‘We are hoping for the Third Intifada’ – protestors outside Jerusalem’s Old City continue nightly riots
Tension remains high in Jerusalem while Muslims clash with police during Ramadan
Police were preparing for another night of violence on Sunday after dozens of people were injured and arrested as Muslims clashed with Israeli police and Jewish extremists tried to protest against the Muslims during a tense weekend in Jerusalem.
Damascus Gate, on the northern side of Jerusalem’s Old City, has emerged as the epicenter of the violence and tension during Ramadan.

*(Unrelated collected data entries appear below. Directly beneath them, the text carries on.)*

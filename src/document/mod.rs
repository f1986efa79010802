//! Printable bill assembly: formatting helpers, the document model and the assembler

pub mod assembler;
pub mod format;
pub mod model;

pub use assembler::*;
pub use format::*;
pub use model::*;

Over the past few nights, after the daily Ramadan fast ends, young Muslims have congregated at Damascus Gate and faced off with police, throwing rocks and bottles at officers as well as chanting their support for al-Aqsa Mosque and for Hamas, the terror group that runs the Gaza Strip.
The rioters say Israel is to blame for the violence and demanded that police open up the stairway outside Damascus Gate for people to congregate. Police contend that the closure was done for crowd control and was not a change to any previous policies.
Though police had to confront both Muslim and Jewish extremists in recent nights, Jerusalem District Commander Doron Turgeman blamed Muslims for perpetrating most of the attacks.
“There is no symmetry. Most of the attacks are carried out by Muslims,” Turgeman said.
“There is no doubt that this Ramadan is different from previous years,” he admitted when referring to this year’s tensions.
Turgeman said that the police were trying to facilitate order duringthe Ramadan prayers, “but unfortunately, with no connection to Ramadan, hundreds of young people are working for one goal – to create riots and clash with the police.”
The Ramadan violence was precipitated by TikTok videos showing young Arabs attacking religious Jews last week.
In another attack on Friday, Eli Rozen, a 27-year old Jewish Israeli, was brutally assaulted by a mob of Arabs while walking his dog. In a video that was shared on social media, Rozen was seen getting kicked, hit with rocks and beaten with a club. When Rozen finally succeeded in running away, a man threw a shopping cart at him.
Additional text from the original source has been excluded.